From the listing below, pull out all lines with "label" in them.

[[ AVAILABLE RECORDS open ]]

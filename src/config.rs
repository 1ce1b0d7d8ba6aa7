use crate::theme::{Palette, Theme};
use serde::{Deserialize, Serialize};
use std::path::{Path, PathBuf};

pub const DEFAULT_NOTE_TEMPLATE: &str = "---
title: {{title}}
status: {{status}}
priority: {{priority}}
due: {{due}}
created: {{date}}
tags: [task]
---

# {{title}}

{{description}}
";

#[derive(Debug, Clone, Copy, PartialEq, Eq, Serialize, Deserialize)]
#[serde(rename_all = "lowercase")]
pub enum TaskColoring {
    /// Color cards by priority (high/medium/low).
    Priority,
    /// Color cards by the column they sit in.
    Column,
}

#[derive(Debug, Clone, Copy, PartialEq, Serialize, Deserialize)]
#[serde(rename_all = "lowercase")]
pub enum ColumnHeight {
    Fixed(f32),
    /// header + (cards + 1) * (card height + row gap), per column.
    Computed,
}

#[derive(Debug, Clone, PartialEq, Serialize, Deserialize)]
pub struct LayoutStyle {
    pub task_coloring: TaskColoring,
    pub column_height: ColumnHeight,
    pub row_gap: f32,
    pub risk_row_step: f32,
    pub palette: Palette,
}

impl LayoutStyle {
    /// Editor-side defaults.
    pub fn interactive() -> Self {
        Self {
            task_coloring: TaskColoring::Priority,
            column_height: ColumnHeight::Fixed(800.0),
            row_gap: 10.0,
            risk_row_step: 50.0,
            palette: Palette::default(),
        }
    }

    /// Tool-server defaults.
    pub fn headless() -> Self {
        Self {
            task_coloring: TaskColoring::Column,
            column_height: ColumnHeight::Computed,
            row_gap: 20.0,
            risk_row_step: 60.0,
            palette: Palette::default(),
        }
    }

    pub fn with_task_coloring(&self, task_coloring: TaskColoring) -> Self {
        Self {
            task_coloring,
            ..self.clone()
        }
    }
}

impl Default for LayoutStyle {
    fn default() -> Self {
        Self::interactive()
    }
}

#[derive(Debug, Clone, PartialEq)]
pub struct VaultConfig {
    pub root: PathBuf,
    pub canvas_folder: String,
    pub notes_folder: String,
}

impl Default for VaultConfig {
    fn default() -> Self {
        Self {
            root: PathBuf::from("."),
            canvas_folder: "Canvases".to_string(),
            notes_folder: "Tasks".to_string(),
        }
    }
}

#[derive(Debug, Clone, PartialEq)]
pub struct NotesConfig {
    pub template: String,
}

impl Default for NotesConfig {
    fn default() -> Self {
        Self {
            template: DEFAULT_NOTE_TEMPLATE.to_string(),
        }
    }
}

#[derive(Debug, Clone, PartialEq)]
pub struct LlmConfig {
    pub endpoint: String,
    pub model: String,
    pub api_key_env: String,
    pub max_tokens: u32,
    pub timeout_secs: u64,
}

impl Default for LlmConfig {
    fn default() -> Self {
        Self {
            endpoint: "https://api.anthropic.com/v1/messages".to_string(),
            model: "claude-sonnet-4-5".to_string(),
            api_key_env: "ANTHROPIC_API_KEY".to_string(),
            max_tokens: 4096,
            timeout_secs: 120,
        }
    }
}

#[derive(Debug, Clone, Default)]
pub struct Config {
    pub layout: LayoutStyle,
    pub vault: VaultConfig,
    pub notes: NotesConfig,
    pub llm: LlmConfig,
    pub theme: Theme,
}

#[derive(Debug, Deserialize)]
#[serde(rename_all = "camelCase")]
struct LayoutFile {
    preset: Option<String>,
    task_coloring: Option<TaskColoring>,
    fixed_column_height: Option<f32>,
    computed_column_height: Option<bool>,
    row_gap: Option<f32>,
    risk_row_step: Option<f32>,
    palette: Option<Palette>,
}

#[derive(Debug, Deserialize)]
#[serde(rename_all = "camelCase")]
struct VaultFile {
    root: Option<PathBuf>,
    canvas_folder: Option<String>,
    notes_folder: Option<String>,
}

#[derive(Debug, Deserialize)]
#[serde(rename_all = "camelCase")]
struct LlmFile {
    endpoint: Option<String>,
    model: Option<String>,
    api_key_env: Option<String>,
    max_tokens: Option<u32>,
    timeout_secs: Option<u64>,
}

#[derive(Debug, Deserialize)]
#[serde(rename_all = "camelCase")]
struct ConfigFile {
    theme: Option<String>,
    layout: Option<LayoutFile>,
    vault: Option<VaultFile>,
    note_template: Option<String>,
    note_template_file: Option<PathBuf>,
    llm: Option<LlmFile>,
}

pub fn load_config(path: Option<&Path>) -> anyhow::Result<Config> {
    let config = Config::default();
    let Some(path) = path else {
        return Ok(config);
    };

    let contents = std::fs::read_to_string(path)?;
    let parsed: ConfigFile = serde_json::from_str(&contents)?;
    let base_dir = path.parent().unwrap_or_else(|| Path::new("."));
    apply_config_file(config, parsed, base_dir)
}

fn apply_config_file(mut config: Config, parsed: ConfigFile, base_dir: &Path) -> anyhow::Result<Config> {
    if let Some(theme_name) = parsed.theme.as_deref() {
        if theme_name == "dark" {
            config.theme = Theme::dark();
        } else if theme_name == "default" || theme_name == "light" {
            config.theme = Theme::canvas_default();
        }
    }

    if let Some(layout) = parsed.layout {
        match layout.preset.as_deref() {
            Some("headless") => config.layout = LayoutStyle::headless(),
            Some("interactive") => config.layout = LayoutStyle::interactive(),
            Some(other) => anyhow::bail!("unknown layout preset: {other}"),
            None => {}
        }
        if let Some(v) = layout.task_coloring {
            config.layout.task_coloring = v;
        }
        if let Some(v) = layout.fixed_column_height {
            config.layout.column_height = ColumnHeight::Fixed(v);
        }
        if layout.computed_column_height == Some(true) {
            config.layout.column_height = ColumnHeight::Computed;
        }
        if let Some(v) = layout.row_gap {
            config.layout.row_gap = v;
        }
        if let Some(v) = layout.risk_row_step {
            config.layout.risk_row_step = v;
        }
        if let Some(v) = layout.palette {
            config.layout.palette = v;
        }
    }

    if let Some(vault) = parsed.vault {
        if let Some(v) = vault.root {
            config.vault.root = if v.is_relative() { base_dir.join(v) } else { v };
        }
        if let Some(v) = vault.canvas_folder {
            config.vault.canvas_folder = v;
        }
        if let Some(v) = vault.notes_folder {
            config.vault.notes_folder = v;
        }
    }

    if let Some(v) = parsed.note_template {
        config.notes.template = v;
    }
    if let Some(file) = parsed.note_template_file {
        config.notes.template = std::fs::read_to_string(base_dir.join(file))?;
    }

    if let Some(llm) = parsed.llm {
        if let Some(v) = llm.endpoint {
            config.llm.endpoint = v;
        }
        if let Some(v) = llm.model {
            config.llm.model = v;
        }
        if let Some(v) = llm.api_key_env {
            config.llm.api_key_env = v;
        }
        if let Some(v) = llm.max_tokens {
            config.llm.max_tokens = v;
        }
        if let Some(v) = llm.timeout_secs {
            config.llm.timeout_secs = v;
        }
    }

    Ok(config)
}

#[cfg(test)]
mod tests {
    use super::*;

    fn parse(json: &str) -> anyhow::Result<Config> {
        let parsed: ConfigFile = serde_json::from_str(json)?;
        apply_config_file(Config::default(), parsed, Path::new("/vaults"))
    }

    #[test]
    fn empty_file_keeps_defaults() {
        let config = parse("{}").unwrap();
        assert_eq!(config.layout, LayoutStyle::interactive());
        assert_eq!(config.vault.canvas_folder, "Canvases");
        assert_eq!(config.notes.template, DEFAULT_NOTE_TEMPLATE);
    }

    #[test]
    fn preset_then_overrides() {
        let config = parse(
            r#"{"layout": {"preset": "headless", "taskColoring": "priority", "rowGap": 15},
                "vault": {"root": "notes", "canvasFolder": "Boards"},
                "llm": {"model": "local-model", "maxTokens": 512}}"#,
        )
        .unwrap();
        assert_eq!(config.layout.column_height, ColumnHeight::Computed);
        assert_eq!(config.layout.task_coloring, TaskColoring::Priority);
        assert_eq!(config.layout.row_gap, 15.0);
        assert_eq!(config.layout.risk_row_step, 60.0);
        assert_eq!(config.vault.root, PathBuf::from("/vaults/notes"));
        assert_eq!(config.vault.canvas_folder, "Boards");
        assert_eq!(config.vault.notes_folder, "Tasks");
        assert_eq!(config.llm.model, "local-model");
        assert_eq!(config.llm.max_tokens, 512);
    }

    #[test]
    fn rejects_unknown_preset() {
        assert!(parse(r#"{"layout": {"preset": "fancy"}}"#).is_err());
    }

    #[test]
    fn fixed_height_override() {
        let config = parse(r#"{"layout": {"fixedColumnHeight": 640}}"#).unwrap();
        assert_eq!(config.layout.column_height, ColumnHeight::Fixed(640.0));
    }
}
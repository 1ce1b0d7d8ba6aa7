//! Language-model seam: the generator trait, prompts, and reply cleaning.

use crate::error::{CanvasError, Result};
use crate::ir::Archetype;
use log::debug;
use once_cell::sync::Lazy;
use regex::Regex;
use serde_json::Value;

static CODE_FENCE_RE: Lazy<Regex> =
    Lazy::new(|| Regex::new(r"(?s)\A\s*```[A-Za-z0-9_-]*[ \t]*\r?\n?(.*?)\r?\n?```\s*\z").unwrap());

pub const CANVAS_SYSTEM_PROMPT: &str = r#"You produce canvas documents as JSON.
Reply with a single JSON object and nothing else:
{"nodes": [{"id": "...", "type": "text"|"group", "x": 0, "y": 0, "width": 200, "height": 100, "text": "...", "label": "...", "color": "1"-"6"}],
 "edges": [{"id": "...", "fromNode": "...", "toNode": "...", "fromSide": "top"|"right"|"bottom"|"left", "toSide": "...", "label": "..."}]}
Group nodes carry a label, text nodes carry text. Every edge must reference node ids you defined."#;

pub const TASKS_SYSTEM_PROMPT: &str = r#"You break work down into tasks.
Reply with a JSON array and nothing else. Each element is
{"title": "...", "description": "...", "status": "todo"|"in progress"|"review"|"done", "priority": "low"|"medium"|"high", "due": "YYYY-MM-DD" or omitted}."#;

/// Black-box text generation. One request, one reply or failure; no retries.
pub trait TextGenerator {
    fn generate(&self, prompt: &str, system_prompt: &str) -> Result<String>;
}

impl<F> TextGenerator for F
where
    F: Fn(&str, &str) -> Result<String>,
{
    fn generate(&self, prompt: &str, system_prompt: &str) -> Result<String> {
        self(prompt, system_prompt)
    }
}

pub fn canvas_prompt(archetype: Archetype, description: &str) -> String {
    let shape = match archetype {
        Archetype::Taskboard => "a kanban board with To Do, In Progress, Review and Done columns",
        Archetype::RiskMatrix => "a 3x3 risk matrix of likelihood against impact",
        Archetype::MindMap => "a radial mind map around one central theme",
        Archetype::Personnel => "an organisation chart of the people and roles mentioned",
    };
    format!("Create {shape} for the following description.\n\n{description}")
}

pub fn tasks_prompt(description: &str) -> String {
    format!("List the tasks described below.\n\n{description}")
}

/// Removes one surrounding markdown code fence, with or without a language tag.
pub fn strip_code_fences(reply: &str) -> &str {
    match CODE_FENCE_RE.captures(reply) {
        Some(caps) => caps.get(1).map_or("", |m| m.as_str()).trim(),
        None => reply.trim(),
    }
}

/// Parses a model reply as JSON, falling back to JSON5 for trailing commas,
/// comments and unquoted keys.
pub fn parse_json_reply(reply: &str) -> Result<Value> {
    let body = strip_code_fences(reply);
    if body.is_empty() {
        return Err(CanvasError::UpstreamGeneration("empty reply".to_string()));
    }
    match serde_json::from_str(body) {
        Ok(value) => Ok(value),
        Err(strict) => {
            debug!("strict JSON parse failed ({strict}), retrying as JSON5");
            json5::from_str::<Value>(body).map_err(|lenient| {
                CanvasError::UpstreamGeneration(format!("reply is not valid JSON: {lenient}"))
            })
        }
    }
}

#[cfg(feature = "llm")]
pub use client::AnthropicClient;

#[cfg(feature = "llm")]
mod client {
    use super::TextGenerator;
    use crate::config::LlmConfig;
    use crate::error::{CanvasError, Result};
    use log::{debug, info};
    use serde_json::{Value, json};
    use std::time::Duration;

    const API_VERSION: &str = "2023-06-01";

    /// Messages API client. Blocking: the layout side needs the whole reply anyway.
    #[derive(Debug, Clone)]
    pub struct AnthropicClient {
        client: reqwest::blocking::Client,
        endpoint: String,
        model: String,
        api_key: String,
        max_tokens: u32,
    }

    impl AnthropicClient {
        pub fn new(config: &LlmConfig, api_key: impl Into<String>) -> Result<Self> {
            let client = reqwest::blocking::Client::builder()
                .timeout(Duration::from_secs(config.timeout_secs))
                .build()
                .map_err(|err| CanvasError::UpstreamGeneration(err.to_string()))?;
            Ok(Self {
                client,
                endpoint: config.endpoint.clone(),
                model: config.model.clone(),
                api_key: api_key.into(),
                max_tokens: config.max_tokens,
            })
        }

        /// Reads the key from the environment variable named in the config.
        pub fn from_env(config: &LlmConfig) -> Result<Self> {
            let api_key = std::env::var(&config.api_key_env).map_err(|_| {
                CanvasError::UpstreamGeneration(format!("{} is not set", config.api_key_env))
            })?;
            Self::new(config, api_key)
        }
    }

    impl TextGenerator for AnthropicClient {
        fn generate(&self, prompt: &str, system_prompt: &str) -> Result<String> {
            let body = json!({
                "model": self.model,
                "max_tokens": self.max_tokens,
                "system": system_prompt,
                "messages": [{"role": "user", "content": prompt}],
            });
            info!("requesting completion from {}", self.model);
            let response = self
                .client
                .post(&self.endpoint)
                .header("x-api-key", &self.api_key)
                .header("anthropic-version", API_VERSION)
                .json(&body)
                .send()
                .map_err(|err| CanvasError::UpstreamGeneration(err.to_string()))?;

            let status = response.status();
            let payload: Value = response
                .json()
                .map_err(|err| CanvasError::UpstreamGeneration(err.to_string()))?;
            if !status.is_success() {
                let message = payload["error"]["message"].as_str().unwrap_or("request failed");
                return Err(CanvasError::UpstreamGeneration(format!("{status}: {message}")));
            }
            let text = reply_text(&payload)?;
            debug!("received {} chars", text.len());
            Ok(text)
        }
    }

    fn reply_text(payload: &Value) -> Result<String> {
        let blocks = payload["content"].as_array().ok_or_else(|| {
            CanvasError::UpstreamGeneration("response has no content".to_string())
        })?;
        Ok(blocks
            .iter()
            .filter(|block| block["type"] == "text")
            .filter_map(|block| block["text"].as_str())
            .collect::<Vec<_>>()
            .join(""))
    }

    #[cfg(test)]
    mod tests {
        use super::*;

        #[test]
        fn joins_text_blocks() {
            let payload = json!({"content": [
                {"type": "text", "text": "{\"nodes\":"},
                {"type": "tool_use", "id": "x"},
                {"type": "text", "text": "[]}"}
            ]});
            assert_eq!(reply_text(&payload).unwrap(), "{\"nodes\":[]}");
            assert!(reply_text(&json!({"error": {}})).is_err());
        }

        #[test]
        fn missing_key_is_an_upstream_failure() {
            let config = LlmConfig {
                api_key_env: "VAULT_CANVAS_TEST_KEY_THAT_IS_NEVER_SET".to_string(),
                ..LlmConfig::default()
            };
            assert!(matches!(
                AnthropicClient::from_env(&config),
                Err(CanvasError::UpstreamGeneration(_))
            ));
        }
    }
}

[[ AVAILABLE RECORDS closed ]]

RESPONSE AREA =
{"nodes": [{"id": "...", "type": "text"|"group", "x": 0, "y": 0, "width": 200, "height": 100, "text": "...", "label": "...", "color": "1"-"6"}],
 "edges": [{"id": "...", "fromNode": "...", "toNode": "...", "fromSide": "top"|"right"|"bottom"|"left", "toSide": "...", "label": "..."}]}
Group nodes carry a label, text nodes carry text. Every edge must reference node ids you defined."#;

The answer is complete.